Avevo diciott’anni quando mia madre morì. Mio padre aveva da tempo preso a portarmi con sè, consapevole della propria vecchiaia sperava di poter collocare il suo unico figlio maschio, legittimo, nel posto che lui avrebbe lasciato vacante alla sua dipartita. Non a questo miravo io e così, quando infine ogni libro della nostra biblioteca fu consunto e il mio canuto tutore non ebbe più parole con cui ammaestrarmi, quando le biblioteche dei signori mi rivelarono solo tediosi cumuli di ripetizioni usai la scusa di quel lutto per allontanarmi a lui, tornare alla mia avita dimora. A onor del vero lasciai persino una rosa bianca sulla tomba di mia madre, senza lacrime ma con la sottile consapevolezza che quel fiore candido e reciso era quanto di più somigliantea lei vi fosse a questo mondo. Presi il mio cavallo e quanto mi era strettamente necessario, versai la dote di Annika, mia sorella minore, a Aernestus che l’aveva sempre voluta e me ne andai a cercare altrove ciò che ancora non avevo trovato.
Ciò che uno scienziato non dice, ma che traspira dalla gente è la superstizione. Ciò che non conoscevo era proprio ciò su cui ogni popolano, ogni pastore o chierico custodiva la sempre, il mistico, la magia, l’alchimia. Una conoscenza profonda come la tenebra, qualcosa di temuto e bramato, ricercato e fuggito. Un enorme fetta di scibile era stata obliterata per anni alla mia mente e ora, ora che sugli antichi testi avevo appreso tutte le nozioni razionali possibili non potevo che ricercare ciò che mi era stato negato. Fu lento il mio peregrinare attraverso le terre, la gente cambia idioma tradizioni e colore come il giorno scivola nella notte, a volte è difficile comprender le lingue ma il retaggio Romano par aver lasciato una porta aperta tra la gente colta, una lingua unica con cui arrabbattarsi attraverso il mondo.

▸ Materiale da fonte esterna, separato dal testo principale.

//! Trimmed analysis projection for downstream consumers
//!
//! The dashboard keeps a compact copy of each analyzed indicator so that
//! features outside the chart (such as a conversational assistant) can
//! reference it. Only the most recent points are kept alongside the scalar
//! results.

use crate::error::Result;
use crate::temporal::Frequency;
use crate::time_series::{AnalysisResult, ObservationPoint, TrendDirection, TrendStrength};
use chrono::NaiveDate;
use serde::{Deserialize, Serialize};

/// Maximum number of recent observations carried in a context
pub const CONTEXT_POINT_LIMIT: usize = 50;

/// Compact, serializable view of one analyzed indicator
#[derive(Debug, Clone, PartialEq, Serialize, Deserialize)]
pub struct AnalyticsContext {
    pub indicator: String,
    pub frequency: Frequency,
    /// Length of the full series before trimming
    pub total_points: usize,
    /// The last `CONTEXT_POINT_LIMIT` observations at most, oldest first
    pub recent_points: Vec<ObservationPoint>,
    pub mean: f64,
    pub std_dev: f64,
    pub coefficient_of_variation: Option<f64>,
    pub min: f64,
    pub max: f64,
    pub regression_slope: f64,
    pub r_squared: f64,
    pub mu_smoothed: f64,
    pub beta_smoothed: f64,
    pub direction: TrendDirection,
    pub strength: TrendStrength,
    pub forecast_mean: f64,
    pub forecast_p05: f64,
    pub forecast_p95: f64,
    pub forecast_timestamp: Option<NaiveDate>,
}

impl AnalyticsContext {
    /// Project an analysis result and its input series
    pub fn from_analysis(
        indicator: impl Into<String>,
        series: &[ObservationPoint],
        result: &AnalysisResult,
    ) -> Self {
        let start = series.len().saturating_sub(CONTEXT_POINT_LIMIT);
        let stats = &result.statistics;

        AnalyticsContext {
            indicator: indicator.into(),
            frequency: result.frequency,
            total_points: series.len(),
            recent_points: series[start..].to_vec(),
            mean: stats.mean,
            std_dev: stats.std_dev,
            coefficient_of_variation: stats.coefficient_of_variation,
            min: stats.min,
            max: stats.max,
            regression_slope: stats.slope,
            r_squared: stats.r_squared,
            mu_smoothed: result.mu_smoothed(),
            beta_smoothed: result.beta_smoothed(),
            direction: result.trend.direction,
            strength: result.trend.strength,
            forecast_mean: result.forecast.mean,
            forecast_p05: result.forecast.p05,
            forecast_p95: result.forecast.p95,
            forecast_timestamp: result.forecast_timestamp,
        }
    }

    /// Render as compact JSON
    pub fn to_json(&self) -> Result<String> {
        Ok(serde_json::to_string(self)?)
    }

    /// Parse a context previously rendered with [`to_json`](Self::to_json)
    pub fn from_json(s: &str) -> Result<Self> {
        Ok(serde_json::from_str(s)?)
    }
}
//! Descriptive statistics and linear trend fitting over indicator values
//!
//! Every spread measure in this crate is a *population* statistic (sum of
//! squared deviations divided by `n`).

pub mod descriptive;
pub mod regression;

use serde::{Deserialize, Serialize};

pub use descriptive::{mean, mean_abs, population_std_dev};
pub use regression::{LinearTrend, linear_trend, linear_trend_xy};

/// Summary statistics of an indicator series
#[derive(Debug, Clone, Copy, PartialEq, Serialize, Deserialize)]
pub struct StatisticsSummary {
    /// Number of observations
    pub count: usize,
    /// Arithmetic mean
    pub mean: f64,
    /// Population standard deviation
    pub std_dev: f64,
    /// `std_dev / mean * 100`; `None` when the mean is zero
    pub coefficient_of_variation: Option<f64>,
    /// Smallest value
    pub min: f64,
    /// Largest value
    pub max: f64,
    /// OLS slope per period against the observation index
    pub slope: f64,
    /// OLS intercept at index 0
    pub intercept: f64,
    /// Coefficient of determination of the OLS fit; 0 for a constant series
    pub r_squared: f64,
}

/// Compute summary statistics and the OLS trend line of a series
///
/// # Preconditions
/// `values` must be non-empty and every value finite. Both are guaranteed by
/// the upstream cleaning step and are only checked in debug builds.
///
/// # Example
/// ```rust
/// use trendcast::stats;
///
/// let summary = stats::summarize(&[2.0, 4.0, 6.0, 8.0]);
/// assert_eq!(summary.mean, 5.0);
/// assert!((summary.slope - 2.0).abs() < 1e-12);
/// assert!((summary.r_squared - 1.0).abs() < 1e-12);
/// ```
pub fn summarize(values: &[f64]) -> StatisticsSummary {
    debug_assert!(!values.is_empty(), "summarize requires at least one value");
    descriptive::summarize_impl(values)
}
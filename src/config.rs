//! Analysis options and their file/string loaders
//!
//! Options can be built in code with the builder-style setters or loaded from
//! TOML, YAML or JSON. Missing keys take their defaults:
//!
//! ```toml
//! min_points = 10
//! non_negative = true
//!
//! [trend]
//! stable_epsilon = 0.0005
//! snr_strong = 0.5
//! ```

use crate::error::{Error, Result};
use crate::time_series::TrendThresholds;
use serde::{Deserialize, Serialize};
use std::path::Path;

/// Minimum history required before a series is analyzed
pub const DEFAULT_MIN_POINTS: usize = 10;

/// Tunable parameters of an analysis run
#[derive(Debug, Clone, Copy, PartialEq, Serialize, Deserialize)]
#[serde(default)]
pub struct AnalysisOptions {
    /// Series shorter than this yield no analysis
    pub min_points: usize,
    /// Clip the lower forecast band at zero
    pub non_negative: bool,
    /// Overrides the frequency-derived smoothing grid step
    pub grid_step: Option<f64>,
    /// Trend label cut-offs
    pub trend: TrendThresholds,
}

impl Default for AnalysisOptions {
    fn default() -> Self {
        AnalysisOptions {
            min_points: DEFAULT_MIN_POINTS,
            non_negative: false,
            grid_step: None,
            trend: TrendThresholds::default(),
        }
    }
}

impl AnalysisOptions {
    /// Create options with defaults
    pub fn new() -> Self {
        Self::default()
    }

    /// Set the minimum series length
    pub fn min_points(mut self, min_points: usize) -> Self {
        self.min_points = min_points;
        self
    }

    /// Declare the indicator's domain non-negative
    pub fn non_negative(mut self, non_negative: bool) -> Self {
        self.non_negative = non_negative;
        self
    }

    /// Override the smoothing grid step
    pub fn grid_step(mut self, step: f64) -> Self {
        self.grid_step = Some(step);
        self
    }

    /// Replace the trend thresholds
    pub fn trend_thresholds(mut self, thresholds: TrendThresholds) -> Self {
        self.trend = thresholds;
        self
    }

    /// Check that every option is usable
    pub fn validate(&self) -> Result<()> {
        let result = self.check();
        if let Err(ref e) = result {
            log::warn!("rejecting analysis options: {}", e);
        }
        result
    }

    fn check(&self) -> Result<()> {
        if self.min_points < 2 {
            return Err(Error::Config(format!(
                "min_points must be at least 2, got {}",
                self.min_points
            )));
        }

        if let Some(step) = self.grid_step {
            if !step.is_finite() || step <= 0.0 || step > 0.5 {
                return Err(Error::Config(format!(
                    "grid_step must be in (0, 0.5], got {}",
                    step
                )));
            }
        }

        let t = &self.trend;
        for (name, value) in [
            ("stable_epsilon", t.stable_epsilon),
            ("snr_strong", t.snr_strong),
            ("snr_weak", t.snr_weak),
            ("r_squared_strong", t.r_squared_strong),
        ] {
            if !value.is_finite() || value < 0.0 {
                return Err(Error::Config(format!(
                    "{} must be a non-negative number, got {}",
                    name, value
                )));
            }
        }

        if t.snr_weak > t.snr_strong {
            return Err(Error::Config(format!(
                "snr_weak ({}) must not exceed snr_strong ({})",
                t.snr_weak, t.snr_strong
            )));
        }

        if t.r_squared_strong > 1.0 {
            return Err(Error::Config(format!(
                "r_squared_strong must be at most 1, got {}",
                t.r_squared_strong
            )));
        }

        Ok(())
    }

    /// Parse and validate options from TOML
    pub fn from_toml_str(s: &str) -> Result<Self> {
        let options: AnalysisOptions = toml::from_str(s)?;
        options.validate()?;
        Ok(options)
    }

    /// Parse and validate options from YAML
    pub fn from_yaml_str(s: &str) -> Result<Self> {
        let options: AnalysisOptions = serde_yaml::from_str(s)?;
        options.validate()?;
        Ok(options)
    }

    /// Parse and validate options from JSON
    pub fn from_json_str(s: &str) -> Result<Self> {
        let options: AnalysisOptions = serde_json::from_str(s)?;
        options.validate()?;
        Ok(options)
    }

    /// Load options from a `.toml`, `.yaml`/`.yml` or `.json` file
    pub fn from_path<P: AsRef<Path>>(path: P) -> Result<Self> {
        let path = path.as_ref();
        let extension = path
            .extension()
            .and_then(|e| e.to_str())
            .map(|e| e.to_ascii_lowercase())
            .unwrap_or_default();

        let contents = std::fs::read_to_string(path)?;
        match extension.as_str() {
            "toml" => Self::from_toml_str(&contents),
            "yaml" | "yml" => Self::from_yaml_str(&contents),
            "json" => Self::from_json_str(&contents),
            other => Err(Error::Config(format!(
                "unsupported configuration format '{}' for {}",
                other,
                path.display()
            ))),
        }
    }
}

#[cfg(test)]
mod tests {
    use super::*;

    #[test]
    fn test_defaults_are_valid() {
        let options = AnalysisOptions::default();
        assert_eq!(options.min_points, DEFAULT_MIN_POINTS);
        assert!(!options.non_negative);
        assert!(options.grid_step.is_none());
        assert!(options.validate().is_ok());
    }

    #[test]
    fn test_builder() {
        let options = AnalysisOptions::new()
            .min_points(3)
            .non_negative(true)
            .grid_step(0.1);
        assert_eq!(options.min_points, 3);
        assert!(options.non_negative);
        assert_eq!(options.grid_step, Some(0.1));
    }

    #[test]
    fn test_rejects_tiny_minimum() {
        let err = AnalysisOptions::new().min_points(1).validate().unwrap_err();
        assert!(matches!(err, Error::Config(_)));
    }

    #[test]
    fn test_rejects_bad_grid_step() {
        assert!(AnalysisOptions::new().grid_step(0.0).validate().is_err());
        assert!(AnalysisOptions::new().grid_step(0.6).validate().is_err());
    }

    #[test]
    fn test_rejects_inverted_snr_thresholds() {
        let thresholds = TrendThresholds {
            snr_weak: 2.0,
            snr_strong: 1.0,
            ..TrendThresholds::default()
        };
        let options = AnalysisOptions::new().trend_thresholds(thresholds);
        assert!(options.validate().is_err());
    }

    #[test]
    fn test_partial_toml_keeps_defaults() {
        let options = AnalysisOptions::from_toml_str("min_points = 3\n").unwrap();
        assert_eq!(options.min_points, 3);
        assert_eq!(options.trend, TrendThresholds::default());
    }

    #[test]
    fn test_nested_yaml() {
        let yaml = "non_negative: true\ntrend:\n  snr_strong: 0.8\n";
        let options = AnalysisOptions::from_yaml_str(yaml).unwrap();
        assert!(options.non_negative);
        assert_eq!(options.trend.snr_strong, 0.8);
        assert_eq!(options.trend.snr_weak, TrendThresholds::default().snr_weak);
    }

    #[test]
    fn test_invalid_json_is_rejected() {
        assert!(matches!(
            AnalysisOptions::from_json_str("{\"min_points\": 0}"),
            Err(Error::Config(_))
        ));
        assert!(matches!(
            AnalysisOptions::from_json_str("{not json"),
            Err(Error::Json(_))
        ));
    }
}
//! Common test fixtures
//!
//! Provides shared series builders for integration tests.

#![allow(dead_code)]

use chrono::{Days, Months, NaiveDate};
use trendcast::ObservationPoint;

/// First observation date used by every fixture
pub fn start_date() -> NaiveDate {
    NaiveDate::from_ymd_opt(2022, 1, 1).unwrap()
}

/// Wrap values into a monthly series starting at `start_date()`
pub fn monthly_series(values: &[f64]) -> Vec<ObservationPoint> {
    values
        .iter()
        .enumerate()
        .map(|(i, &v)| {
            let date = start_date()
                .checked_add_months(Months::new(i as u32))
                .unwrap();
            ObservationPoint::new(date, v)
        })
        .collect()
}

/// Wrap values into a daily series starting at `start_date()`
pub fn daily_series(values: &[f64]) -> Vec<ObservationPoint> {
    values
        .iter()
        .enumerate()
        .map(|(i, &v)| {
            let date = start_date().checked_add_days(Days::new(i as u64)).unwrap();
            ObservationPoint::new(date, v)
        })
        .collect()
}

/// `100, 110, ..., 210`
pub fn monotonic_values() -> Vec<f64> {
    (0..12).map(|i| 100.0 + 10.0 * i as f64).collect()
}

/// Zero-drift noise around 50, optionally with one large spike at `spike_at`
pub fn noisy_flat_values(spike_at: Option<usize>) -> Vec<f64> {
    let pattern = [3.0, -2.0, 1.0, -3.0, 2.0, -1.0];
    let mut values: Vec<f64> = (0..36).map(|i| 50.0 + pattern[i % pattern.len()]).collect();
    if let Some(index) = spike_at {
        values[index] += 40.0;
    }
    values
}

/// Values oscillating around zero whose sum does not cancel exactly
pub fn inexact_zero_mean_values() -> Vec<f64> {
    [-330.3, 110.1, 220.2].repeat(4)
}
//! One-step-ahead forecasting from a decomposed state

use crate::temporal::Frequency;
use crate::time_series::decomposition::DecomposedState;
use serde::{Deserialize, Serialize};

/// Standard normal quantile for a two-sided 90% interval
pub const Z_90: f64 = 1.645;

/// Point forecast with a 90% band
#[derive(Debug, Clone, Copy, PartialEq, Serialize, Deserialize)]
pub struct Forecast {
    /// Point forecast, `level + slope`
    pub mean: f64,
    /// 5th percentile
    pub p05: f64,
    /// 95th percentile
    pub p95: f64,
}

impl Forecast {
    /// Distance between the band edges
    pub fn band_width(&self) -> f64 {
        self.p95 - self.p05
    }
}

/// Projects one native period ahead of the last observation
///
/// The band half-width is `Z_90 * residual_std_dev` and assumes roughly normal
/// one-step-ahead errors. Multi-step horizons are not supported.
#[derive(Debug, Clone, Copy, PartialEq, Eq, Default)]
pub struct Forecaster {
    non_negative: bool,
}

impl Forecaster {
    /// Create a forecaster; `non_negative` clips the lower band at zero
    ///
    /// Only the caller knows whether an indicator's domain is non-negative;
    /// nothing is inferred from the data.
    pub fn new(non_negative: bool) -> Self {
        Forecaster { non_negative }
    }

    /// Whether the lower band is clipped at zero
    pub fn is_non_negative(&self) -> bool {
        self.non_negative
    }

    /// Forecast the next period of a series sampled at `frequency`
    pub fn forecast(&self, state: &DecomposedState, frequency: Frequency) -> Forecast {
        let mean = state.level + state.slope;
        let half_width = Z_90 * state.residual_std_dev;

        let mut p05 = mean - half_width;
        if self.non_negative {
            p05 = p05.max(0.0);
        }

        log::trace!(
            "one-step {} forecast mean={:.4} half_width={:.4}",
            frequency,
            mean,
            half_width
        );

        Forecast {
            mean,
            p05,
            p95: mean + half_width,
        }
    }
}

Non c’è fine alle mie domande, non c’è fine al mio viaggio, ciò che cerco ora è un’isola che forse non esiste incastonata come una gemma tra le leggende più antiche e i mormorii della gente, insegui la tua chimera straniero, come io inseguo la mia, o lasciati divorare da essa.

Il ’ya Dimitrievich


Caratteristiche fisiche: 24 anni, 1 78 m, fisico longilineo con muscolatura sottile, scattante, viso dai lineamenti regolari, naso diritto e labbra morbide. Sull’incarnato chiaro, appena rosato rialta appena il blu profondo delle iridi e il rosso cupo dei lisci capelli che discendono oltre le larghe spalle fino alla vita.

Skill richiesta: SOTTERFUGIO liv. 1

Motivazione: Il’ya è cresciuto tra persone astute, abili proprio in quest’arte capaci di instillare le basi della stessa anche in lui nel corso del suo sviluppo spingendolo infine ad esercitarla proprio come un’abilità da sfruttare nel momento del bisogno.

Richiedo inoltre, se fosse possibile, la concessione della CONOSCENZA DELLA LINGUA GRECA E LATINA, data l’ambientazione medievale del GDR, i libri su cui il mio personaggio ha studiato fin dall’infanzia erano prevalentemente scritti in tali lingue, da cui la necessaria conoscenza delle medesime per poter leggere ed apprendere da essi.
Inoltre, per quanto concerne la lingua latina, essendo la lingua colta del tempo, unica universalmente valida per tutti i territori dell’ex impero romano, è il solo mezzo di comunicazione tra persone appartenenti a popoli diversi e quindi a mio avviso necessario per consentire a chi non conoscesse tutti gli idiomi dell’epoca di viaggiare.


Approfitto inoltre per ringraziare Admin e senatori per la pazienza e il lavoro che fanno e augurare a tutti Buon Natale ^^
==leia==
00lunedì 24 dicembre 2007 13:55
Il piacere di leggere un bg così ben scritto è ormai appannaggio dei bei tempi passati.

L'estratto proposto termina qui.